Your job is to copy every record exactly.

[Source records]
• • • • • • •

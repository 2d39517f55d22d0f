use std::io::{self, Write};
use std::sync::Arc;
use std::time::Duration;

use assistant_platform::core::traits::DEFAULT_MESSAGE_PAGE_SIZE;
use assistant_platform::{
    Assistant, HttpAssistantsClient, LanguageModelLevel, Medium, OpenAiPlatform, Platform, Role,
    RunStatus, Thread,
};
use tracing_subscriber::{layer::SubscriberExt, util::SubscriberInitExt};

const POLL_INTERVAL: Duration = Duration::from_millis(750);
const MAX_POLLS_PER_TURN: usize = 240;

struct CliConfig {
    action: String,
    name: String,
    instructions: String,
    medium: Medium,
    level: LanguageModelLevel,
    model: Option<String>,
    context: Option<String>,
    delete_assistant: bool,
}

#[tokio::main]
async fn main() -> Result<(), Box<dyn std::error::Error>> {
    let _ = dotenvy::dotenv();

    tracing_subscriber::registry()
        .with(
            tracing_subscriber::EnvFilter::try_from_default_env()
                .unwrap_or_else(|_| "assistant_platform=info".into()),
        )
        .with(tracing_subscriber::fmt::layer().with_writer(io::stderr))
        .init();

    let config = parse_config(std::env::args().skip(1).collect())?;
    let client = HttpAssistantsClient::new(None)
        .map_err(|e| format!("failed to build assistants client: {e}"))?;
    let platform = OpenAiPlatform::new(Arc::new(client));

    platform
        .suggest_model(config.medium, config.level, &[])
        .map_err(|e| format!("{} cannot serve medium {}: {e}", platform.name(), config.medium))?;

    let mut assistant = Assistant::new(config.action.clone(), config.medium)
        .with_name(config.name.clone())
        .with_instructions(config.instructions.clone());
    if let Some(model) = &config.model {
        assistant = assistant.with_language_model(model.clone());
    }

    let outcome = platform
        .reconcile_assistant(&mut assistant, config.level, &[])
        .await?;
    eprintln!(
        "assistant_cli: action={}, assistant={}, model={}, outcome={outcome:?}, commands=/exit /quit /new",
        assistant.action(),
        assistant.service_id.as_deref().unwrap_or("-"),
        platform.target_model(&assistant),
    );

    let mut thread = open_thread(&platform, &assistant, &config).await?;
    let stdin = io::stdin();

    loop {
        print!("> ");
        io::stdout().flush()?;

        let mut input = String::new();
        let bytes = stdin.read_line(&mut input)?;
        if bytes == 0 {
            break;
        }

        let user_text = input.trim();
        if user_text.is_empty() {
            continue;
        }

        if user_text.eq_ignore_ascii_case("/exit") || user_text.eq_ignore_ascii_case("/quit") {
            break;
        }

        if user_text.eq_ignore_ascii_case("/new") {
            platform.delete_thread(&thread).await?;
            thread = open_thread(&platform, &assistant, &config).await?;
            println!("(thread reset)");
            continue;
        }

        if let Err(err) = platform.reply(&assistant, &mut thread, user_text).await {
            eprintln!("error: {err}");
            continue;
        }

        if let Err(err) = wait_for_run(&platform, &mut thread).await {
            eprintln!("error: {err}");
            continue;
        }

        print_latest_reply(&platform, &thread).await;
    }

    platform.delete_thread(&thread).await?;
    if config.delete_assistant {
        platform.delete_assistant(&assistant).await?;
    }

    Ok(())
}

/// Starts a thread and waits out its opening run so replies can be added.
async fn open_thread(
    platform: &OpenAiPlatform,
    assistant: &Assistant,
    config: &CliConfig,
) -> Result<Thread, Box<dyn std::error::Error>> {
    let mut thread = Thread::new(config.action.clone(), config.medium);
    platform
        .start_thread(assistant, &mut thread, config.context.as_deref())
        .await?;
    wait_for_run(platform, &mut thread).await?;
    Ok(thread)
}

async fn wait_for_run(
    platform: &OpenAiPlatform,
    thread: &mut Thread,
) -> Result<(), Box<dyn std::error::Error>> {
    for _ in 0..MAX_POLLS_PER_TURN {
        platform.refresh_thread(thread).await?;
        if thread.is_settled() {
            return Ok(());
        }
        if thread.status == Some(RunStatus::RequiresAction) {
            return Err("run requires action; function calling is not supported".into());
        }
        if thread.status.is_none() {
            return Err(format!(
                "run ended with unrecognized status {:?}",
                thread.raw_status.as_deref().unwrap_or_default()
            )
            .into());
        }
        tokio::time::sleep(POLL_INTERVAL).await;
    }

    Err("timed out waiting for the run to settle".into())
}

async fn print_latest_reply(platform: &OpenAiPlatform, thread: &Thread) {
    let page = match platform
        .fetch_messages(thread, DEFAULT_MESSAGE_PAGE_SIZE, None)
        .await
    {
        Ok(page) => page,
        Err(err) => {
            eprintln!("error: {err}");
            return;
        }
    };

    let Some(latest) = page
        .iter()
        .rev()
        .find(|message| message.role() == Role::Assistant)
    else {
        println!("[no assistant reply; status={:?}]", thread.raw_status);
        return;
    };

    for content in latest.content() {
        match content.text() {
            Some(text) => println!("{text}"),
            None => println!("[{content:?}]"),
        }
    }
}

fn parse_config(args: Vec<String>) -> Result<CliConfig, Box<dyn std::error::Error>> {
    let mut config = CliConfig {
        action: std::env::var("ASSISTANT_CLI_ACTION")
            .ok()
            .filter(|value| !value.trim().is_empty())
            .unwrap_or_else(|| "chat".to_string()),
        name: "assistant_cli".to_string(),
        instructions: "You are a helpful assistant.".to_string(),
        medium: Medium::Text,
        level: LanguageModelLevel::default(),
        model: std::env::var("ASSISTANT_CLI_MODEL")
            .ok()
            .filter(|value| !value.trim().is_empty()),
        context: None,
        delete_assistant: false,
    };

    let mut i = 0usize;
    while i < args.len() {
        match args[i].as_str() {
            "--action" => config.action = flag_value(&args, i)?,
            "--name" => config.name = flag_value(&args, i)?,
            "--instructions" => config.instructions = flag_value(&args, i)?,
            "--context" => config.context = Some(flag_value(&args, i)?),
            "--model" => config.model = Some(flag_value(&args, i)?),
            "--medium" => {
                config.medium = parse_medium(&flag_value(&args, i)?)
                    .ok_or("invalid --medium value (expected text|json|code)")?;
            }
            "--level" => {
                config.level = parse_level(&flag_value(&args, i)?)
                    .ok_or("invalid --level value (expected basic|standard|advanced)")?;
            }
            "--delete-assistant" => {
                config.delete_assistant = true;
                i += 1;
                continue;
            }
            "--help" | "-h" => {
                print_help();
                std::process::exit(0);
            }
            other => {
                return Err(format!("unknown argument: {other}").into());
            }
        }
        i += 2;
    }

    Ok(config)
}

fn flag_value(args: &[String], i: usize) -> Result<String, Box<dyn std::error::Error>> {
    let flag = &args[i];
    let value = args
        .get(i + 1)
        .ok_or_else(|| format!("missing value for {flag}"))?
        .trim()
        .to_string();
    if value.is_empty() {
        return Err(format!("{flag} must be non-empty").into());
    }
    Ok(value)
}

fn parse_medium(value: &str) -> Option<Medium> {
    match value.to_ascii_lowercase().as_str() {
        "text" => Some(Medium::Text),
        "json" => Some(Medium::Json),
        "code" => Some(Medium::Code),
        _ => None,
    }
}

fn parse_level(value: &str) -> Option<LanguageModelLevel> {
    match value.to_ascii_lowercase().as_str() {
        "basic" => Some(LanguageModelLevel::Basic),
        "standard" => Some(LanguageModelLevel::Standard),
        "advanced" => Some(LanguageModelLevel::Advanced),
        _ => None,
    }
}

fn print_help() {
    println!(
        "Usage:\n  cargo run --bin assistant_cli -- [--action ACTION] [--name NAME] [--instructions TEXT] [--medium text|json|code] [--level basic|standard|advanced] [--model MODEL] [--context TEXT] [--delete-assistant]\n\nEnv:\n  OPENAI_API_KEY\n  OPENAI_BASE_URL\n  ASSISTANT_CLI_ACTION\n  ASSISTANT_CLI_MODEL\n  RUST_LOG\n\nCommands:\n  /new     delete the current thread and start over\n  /exit    quit\n  /quit    quit"
    );
}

• • • • • • •

▸ **Solution to the problem**:
repository 2d39517f55d22d0f
use std::io::{self, Write};
use std::sync::Arc;
use std::time::Duration;

use assistant_platform::core::traits::DEFAULT_MESSAGE_PAGE_SIZE;
use assistant_platform::{
    Assistant, HttpAssistantsClient, LanguageModelLevel, Medium, OpenAiPlatform, Platform, Role,
    RunStatus, Thread,
};
use tracing_subscriber::{layer::SubscriberExt, util::SubscriberInitExt};

const POLL_INTERVAL: Duration = Duration::from_millis(750);
const MAX_POLLS_PER_TURN: usize = 240;

struct CliConfig {
    action: String,
    name: String,
    instructions: String,
    medium: Medium,
    level: LanguageModelLevel,
    model: Option<String>,
    context: Option<String>,
    delete_assistant: bool,
}

#[tokio::main]
async fn main() -> Result<(), Box<dyn std::error::Error>> {
    let _ = dotenvy::dotenv();

    tracing_subscriber::registry()
        .with(
            tracing_subscriber::EnvFilter::try_from_default_env()
                .unwrap_or_else(|_| "assistant_platform=info".into()),
        )
        .with(tracing_subscriber::fmt::layer().with_writer(io::stderr))
        .init();

    let config = parse_config(std::env::args().skip(1).collect())?;
    let client = HttpAssistantsClient::new(None)
        .map_err(|e| format!("failed to build assistants client: {e}"))?;
    let platform = OpenAiPlatform::new(Arc::new(client));

    platform
        .suggest_model(config.medium, config.level, &[])
        .map_err(|e| format!("{} cannot serve medium {}: {e}", platform.name(), config.medium))?;

    let mut assistant = Assistant::new(config.action.clone(), config.medium)
        .with_name(config.name.clone())
        .with_instructions(config.instructions.clone());
    if let Some(model) = &config.model {
        assistant = assistant.with_language_model(model.clone());
    }

    let outcome = platform
        .reconcile_assistant(&mut assistant, config.level, &[])
        .await?;
    eprintln!(
        "assistant_cli: action={}, assistant={}, model={}, outcome={outcome:?}, commands=/exit /quit /new",
        assistant.action(),
        assistant.service_id.as_deref().unwrap_or("-"),
        platform.target_model(&assistant),
    );

    let mut thread = open_thread(&platform, &assistant, &config).await?;
    let stdin = io::stdin();

    loop {
        print!("> ");
        io::stdout().flush()?;

        let mut input = String::new();
        let bytes = stdin.read_line(&mut input)?;
        if bytes == 0 {
            break;
        }

        let user_text = input.trim();
        if user_text.is_empty() {
            continue;
        }

        if user_text.eq_ignore_ascii_case("/exit") || user_text.eq_ignore_ascii_case("/quit") {
            break;
        }

        if user_text.eq_ignore_ascii_case("/new") {
            platform.delete_thread(&thread).await?;
            thread = open_thread(&platform, &assistant, &config).await?;
            println!("(thread reset)");
            continue;
        }

        if let Err(err) = platform.reply(&assistant, &mut thread, user_text).await {
            eprintln!("error: {err}");
            continue;
        }

        if let Err(err) = wait_for_run(&platform, &mut thread).await {
            eprintln!("error: {err}");
            continue;
        }

        print_latest_reply(&platform, &thread).await;
    }

    platform.delete_thread(&thread).await?;
    if config.delete_assistant {
        platform.delete_assistant(&assistant).await?;
    }

    Ok(())
}

/// Starts a thread and waits out its opening run so replies can be added.
async fn open_thread(
    platform: &OpenAiPlatform,
    assistant: &Assistant,
    config: &CliConfig,
) -> Result<Thread, Box<dyn std::error::Error>> {
    let mut thread = Thread::new(config.action.clone(), config.medium);
    platform
        .start_thread(assistant, &mut thread, config.context.as_deref())
        .await?;
    wait_for_run(platform, &mut thread).await?;
    Ok(thread)
}

async fn wait_for_run(
    platform: &OpenAiPlatform,
    thread: &mut Thread,
) -> Result<(), Box<dyn std::error::Error>> {
    for _ in 0..MAX_POLLS_PER_TURN {
        platform.refresh_thread(thread).await?;
        if thread.is_settled() {
            return Ok(());
        }
        if thread.status == Some(RunStatus::RequiresAction) {
            return Err("run requires action; function calling is not supported".into());
        }
        if thread.status.is_none() {
            return Err(format!(
                "run ended with unrecognized status {:?}",
                thread.raw_status.as_deref().unwrap_or_default()
            )
            .into());
        }
        tokio::time::sleep(POLL_INTERVAL).await;
    }

    Err("timed out waiting for the run to settle".into())
}

async fn print_latest_reply(platform: &OpenAiPlatform, thread: &Thread) {
    let page = match platform
        .fetch_messages(thread, DEFAULT_MESSAGE_PAGE_SIZE, None)
        .await
    {
        Ok(page) => page,
        Err(err) => {
            eprintln!("error: {err}");
            return;
        }
    };

    let Some(latest) = page
        .iter()
        .rev()
        .find(|message| message.role() == Role::Assistant)
    else {
        println!("[no assistant reply; status={:?}]", thread.raw_status);
        return;
    };

    for content in latest.content() {
        match content.text() {
            Some(text) => println!("{text}"),
            None => println!("[{content:?}]"),
        }
    }
}

fn parse_config(args: Vec<String>) -> Result<CliConfig, Box<dyn std::error::Error>> {
    let mut config = CliConfig {
        action: std::env::var("ASSISTANT_CLI_ACTION")
            .ok()
            .filter(|value| !value.trim().is_empty())
            .unwrap_or_else(|| "chat".to_string()),
        name: "assistant_cli".to_string(),
        instructions: "You are a helpful assistant.".to_string(),
        medium: Medium::Text,
        level: LanguageModelLevel::default(),
        model: std::env::var("ASSISTANT_CLI_MODEL")
            .ok()
            .filter(|value| !value.trim().is_empty()),
        context: None,
        delete_assistant: false,
    };

    let mut i = 0usize;
    while i < args.len() {
        match args[i].as_str() {
            "--action" => config.action = flag_value(&args, i)?,
            "--name" => config.name = flag_value(&args, i)?,
            "--instructions" => config.instructions = flag_value(&args, i)?,
            "--context" => config.context = Some(flag_value(&args, i)?),
            "--model" => config.model = Some(flag_value(&args, i)?),
            "--medium" => {
                config.medium = parse_medium(&flag_value(&args, i)?)
                    .ok_or("invalid --medium value (expected text|json|code)")?;
            }
            "--level" => {
                config.level = parse_level(&flag_value(&args, i)?)
                    .ok_or("invalid --level value (expected basic|standard|advanced)")?;
            }
            "--delete-assistant" => {
                config.delete_assistant = true;
                i += 1;
                continue;
            }
            "--help" | "-h" => {
                print_help();
                std::process::exit(0);
            }
            other => {
                return Err(format!("unknown argument: {other}").into());
            }
        }
        i += 2;
    }

    Ok(config)
}

fn flag_value(args: &[String], i: usize) -> Result<String, Box<dyn std::error::Error>> {
    let flag = &args[i];
    let value = args
        .get(i + 1)
        .ok_or_else(|| format!("missing value for {flag}"))?
        .trim()
        .to_string();
    if value.is_empty() {
        return Err(format!("{flag} must be non-empty").into());
    }
    Ok(value)
}

fn parse_medium(value: &str) -> Option<Medium> {
    match value.to_ascii_lowercase().as_str() {
        "text" => Some(Medium::Text),
        "json" => Some(Medium::Json),
        "code" => Some(Medium::Code),
        _ => None,
    }
}

fn parse_level(value: &str) -> Option<LanguageModelLevel> {
    match value.to_ascii_lowercase().as_str() {
        "basic" => Some(LanguageModelLevel::Basic),
        "standard" => Some(LanguageModelLevel::Standard),
        "advanced" => Some(LanguageModelLevel::Advanced),
        _ => None,
    }
}

fn print_help() {
    println!(
        "Usage:\n  cargo run --bin assistant_cli -- [--action ACTION] [--name NAME] [--instructions TEXT] [--medium text|json|code] [--level basic|standard|advanced] [--model MODEL] [--context TEXT] [--delete-assistant]\n\nEnv:\n  OPENAI_API_KEY\n  OPENAI_BASE_URL\n  ASSISTANT_CLI_ACTION\n  ASSISTANT_CLI_MODEL\n  RUST_LOG\n\nCommands:\n  /new     delete the current thread and start over\n  /exit    quit\n  /quit    quit"
    );
}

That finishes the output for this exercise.